Afterwards, John is resting at home by his pool. A radio DJ, Bebe Jesus, hovers over the pool in a helicopter and invites John to his studio. John gets angry and shoots at the helicopter. Bebe Jesus then threatens to never play John's songs. Later, John goes to the radio station with a case of whiskey to make peace with Bebe Jesus. The disc jockey does not accept John's apology and calls John an alcoholic over the air. Esther happens to be at the radio station at the same time, taping a commercial. John takes Esther to his mansion and writes her name on the wall with a can of spray paint. There, they make love, have a bubble bath together, and he listens to her playing his piano. She thinks no one would be able to sing to the tune she has written, but he makes up some lyrics and starts singing.

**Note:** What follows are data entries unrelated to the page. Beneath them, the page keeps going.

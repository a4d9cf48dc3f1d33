//! Node status and difficulty tier

use serde::{Deserialize, Serialize};
use std::fmt;
use std::str::FromStr;
use tracing::warn;

/// Progress status of a node
///
/// Statuses only move forward: `Locked -> Available -> Completed`.
#[derive(Debug, Clone, Copy, PartialEq, Eq, Hash, Default, Serialize, Deserialize)]
#[serde(into = "&'static str", from = "String")]
pub enum Status {
    #[default]
    Locked,
    Available,
    Completed,
}

impl Status {
    /// Parse a status case-insensitively
    pub fn parse(s: &str) -> Option<Self> {
        match s.trim().to_ascii_lowercase().as_str() {
            "locked" => Some(Status::Locked),
            "available" => Some(Status::Available),
            "completed" => Some(Status::Completed),
            _ => None,
        }
    }

    /// Parse a status, falling back to `Locked` for unrecognized input
    pub fn parse_or_locked(s: &str) -> Self {
        Self::parse(s).unwrap_or_else(|| {
            warn!(value = s, "unrecognized node status, defaulting to locked");
            Status::Locked
        })
    }

    pub fn as_str(&self) -> &'static str {
        match self {
            Status::Locked => "locked",
            Status::Available => "available",
            Status::Completed => "completed",
        }
    }

    pub fn is_completed(&self) -> bool {
        matches!(self, Status::Completed)
    }

    pub fn is_locked(&self) -> bool {
        matches!(self, Status::Locked)
    }

    /// Position in the forward-only status order
    pub fn rank(&self) -> u8 {
        match self {
            Status::Locked => 0,
            Status::Available => 1,
            Status::Completed => 2,
        }
    }
}

impl From<String> for Status {
    fn from(s: String) -> Self {
        Status::parse_or_locked(&s)
    }
}

impl From<Status> for &'static str {
    fn from(status: Status) -> Self {
        status.as_str()
    }
}

impl fmt::Display for Status {
    fn fmt(&self, f: &mut fmt::Formatter<'_>) -> fmt::Result {
        f.write_str(self.as_str())
    }
}

/// Difficulty tier of a node
///
/// The ordering is descriptive; the engine never enforces it.
#[derive(Debug, Clone, Copy, PartialEq, Eq, PartialOrd, Ord, Hash, Serialize, Deserialize)]
#[serde(into = "&'static str", try_from = "String")]
pub enum Tier {
    Basic,
    Intermediate,
    Advanced,
    Expert,
    Master,
}

impl Tier {
    pub const ALL: [Tier; 5] = [
        Tier::Basic,
        Tier::Intermediate,
        Tier::Advanced,
        Tier::Expert,
        Tier::Master,
    ];

    pub fn as_str(&self) -> &'static str {
        match self {
            Tier::Basic => "Basic",
            Tier::Intermediate => "Intermediate",
            Tier::Advanced => "Advanced",
            Tier::Expert => "Expert",
            Tier::Master => "Master",
        }
    }
}

impl FromStr for Tier {
    type Err = String;

    fn from_str(s: &str) -> Result<Self, Self::Err> {
        let wanted = s.trim();
        Tier::ALL
            .into_iter()
            .find(|tier| tier.as_str().eq_ignore_ascii_case(wanted))
            .ok_or_else(|| format!("unknown tier: {}", s))
    }
}

impl TryFrom<String> for Tier {
    type Error = String;

    fn try_from(s: String) -> Result<Self, Self::Error> {
        s.parse()
    }
}

impl From<Tier> for &'static str {
    fn from(tier: Tier) -> Self {
        tier.as_str()
    }
}

impl fmt::Display for Tier {
    fn fmt(&self, f: &mut fmt::Formatter<'_>) -> fmt::Result {
        f.write_str(self.as_str())
    }
}

#[cfg(test)]
mod tests {
    use super::*;

    #[test]
    fn test_status_parse_case_insensitive() {
        assert_eq!(Status::parse("LOCKED"), Some(Status::Locked));
        assert_eq!(Status::parse(" Available "), Some(Status::Available));
        assert_eq!(Status::parse("completed"), Some(Status::Completed));
        assert_eq!(Status::parse("in-progress"), None);
    }

    #[test]
    fn test_status_unknown_defaults_to_locked() {
        assert_eq!(Status::parse_or_locked("in-progress"), Status::Locked);
        let status: Status = serde_json::from_str("\"Completed\"").unwrap();
        assert_eq!(status, Status::Completed);
        let status: Status = serde_json::from_str("\"done\"").unwrap();
        assert_eq!(status, Status::Locked);
    }

    #[test]
    fn test_status_serializes_lowercase() {
        assert_eq!(serde_json::to_string(&Status::Available).unwrap(), "\"available\"");
    }

    #[test]
    fn test_status_rank_is_forward_order() {
        assert!(Status::Locked.rank() < Status::Available.rank());
        assert!(Status::Available.rank() < Status::Completed.rank());
    }

    #[test]
    fn test_tier_parse() {
        assert_eq!("intermediate".parse::<Tier>(), Ok(Tier::Intermediate));
        assert_eq!("Master".parse::<Tier>(), Ok(Tier::Master));
        assert!("Legendary".parse::<Tier>().is_err());
        assert!(Tier::Basic < Tier::Expert);
    }

    #[test]
    fn test_tier_rejects_unknown_on_deserialize() {
        assert!(serde_json::from_str::<Tier>("\"ADVANCED\"").is_ok());
        assert!(serde_json::from_str::<Tier>("\"Godlike\"").is_err());
    }
}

At his next concert, John gets Esther on stage to sing. Although the audience boos when she starts to sing, she wins them over. Later, she tells John she wants them to get married. John replies that he's no good for her, but she persists, and they marry.  John takes Esther to a plot of land he has out west where they build a simple house. She wants a tour co-starring with him, but he thinks she should do the tour on her own. Esther's career takes off, eclipsing his.

John returns to the studio thinking of restarting his career. He's told by Bobbie that the band has gone on without him and have renamed themselves. To save face, John asks Bobbie to tell them that he's found some new artists to work with and wishes them luck.

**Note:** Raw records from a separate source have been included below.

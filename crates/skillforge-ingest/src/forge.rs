//! Generation flows against application state
//!
//! Each flow performs every fallible step (lookup, generation, parsing,
//! validation) before its single mutation of [`AppState`], so an error
//! always leaves the state exactly as it was.

use crate::error::{Error, Result};
use crate::generator::{ContentKind, ContentRequest, SubtreeRequest, TreeGenerator, TreeRequest};
use crate::loader::Loader;
use skillforge_core::{AppState, NodeId, NodePatch};
use tracing::{info, warn};

/// Drives a [`TreeGenerator`] through a [`Loader`]
pub struct Forge<'a, G: TreeGenerator + ?Sized> {
    generator: &'a G,
    loader: &'a Loader,
}

impl<'a, G: TreeGenerator + ?Sized> Forge<'a, G> {
    pub fn new(generator: &'a G, loader: &'a Loader) -> Self {
        Self { generator, loader }
    }

    /// Generate a new tree and add it; returns the tree's name
    ///
    /// A name that is already taken is an error; existing trees are never
    /// replaced by generation.
    pub fn create_tree(&self, state: &mut AppState, request: &TreeRequest) -> Result<String> {
        if request.skill.trim().is_empty() {
            return Err(Error::MissingField("skill".to_string()));
        }
        let text = self.generator.generate_tree(request).map_err(|e| {
            warn!(skill = %request.skill, error = %e, "tree generation failed");
            e
        })?;
        let tree = self.loader.parse_tree(&text, request.category.as_deref())?;
        let name = tree.name.clone();
        if !state.add_tree(tree) {
            return Err(Error::DuplicateTree(name));
        }
        info!(tree = %name, "tree forged");
        Ok(name)
    }

    /// Replace a node's children with a generated subtree; returns the child count
    pub fn expand_node(&self, state: &mut AppState, tree_name: &str, id: &NodeId) -> Result<usize> {
        let children = {
            let tree = state.tree(tree_name)?;
            let (node, depth) = state.find_node_with_depth(tree_name, id)?;
            let request = SubtreeRequest {
                skill: tree.name.clone(),
                node_name: node.name.clone(),
                node_description: node.description.clone(),
            };
            let text = self.generator.generate_subtree(&request)?;
            self.loader.parse_subtree(&text, node, depth)?
        };
        let count = children.len();
        state.merge_node(tree_name, id, NodePatch::new().children(children))?;
        info!(tree = tree_name, node = %id, children = count, "node expanded");
        Ok(count)
    }

    /// Generate study content of `kind` and merge it into a node
    pub fn enrich_node(
        &self,
        state: &mut AppState,
        tree_name: &str,
        id: &NodeId,
        kind: ContentKind,
    ) -> Result<()> {
        let patch = {
            let tree = state.tree(tree_name)?;
            let (node, _) = state.find_node_with_depth(tree_name, id)?;
            let request = ContentRequest {
                skill: tree.name.clone(),
                node_name: node.name.clone(),
                node_description: node.description.clone(),
                kind,
            };
            let text = self.generator.generate_content(&request)?;
            self.loader.parse_content(&text, kind)?.into_patch(node)
        };
        state.merge_node(tree_name, id, patch)?;
        info!(tree = tree_name, node = %id, kind = kind.as_str(), "node enriched");
        Ok(())
    }
}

At home alone, John begins to write a new song. As he sings, he is constantly interrupted by the telephone. Someone asks for Esther and wants to know whether he is her secretary. When Esther returns home, she wants to find out how it went with the band and John tells her it didn't work out. He changes the subject to find out about Esther's day and goes through the messages he's taken for her, one of which is that she's up for a Grammy Award.

At the Grammy Awards, Esther wins for best female performance. While she is giving her acceptance speech, John arrives late and drunk and makes a scene. Later, Esther tries to talk Brian into giving John a last chance. John is writing songs again but in a different way. Brian calls on John and likes the new songs, but suggests John release some of his old hits along with the new songs. However, John wants to go with the new work only, so he turns down the offer.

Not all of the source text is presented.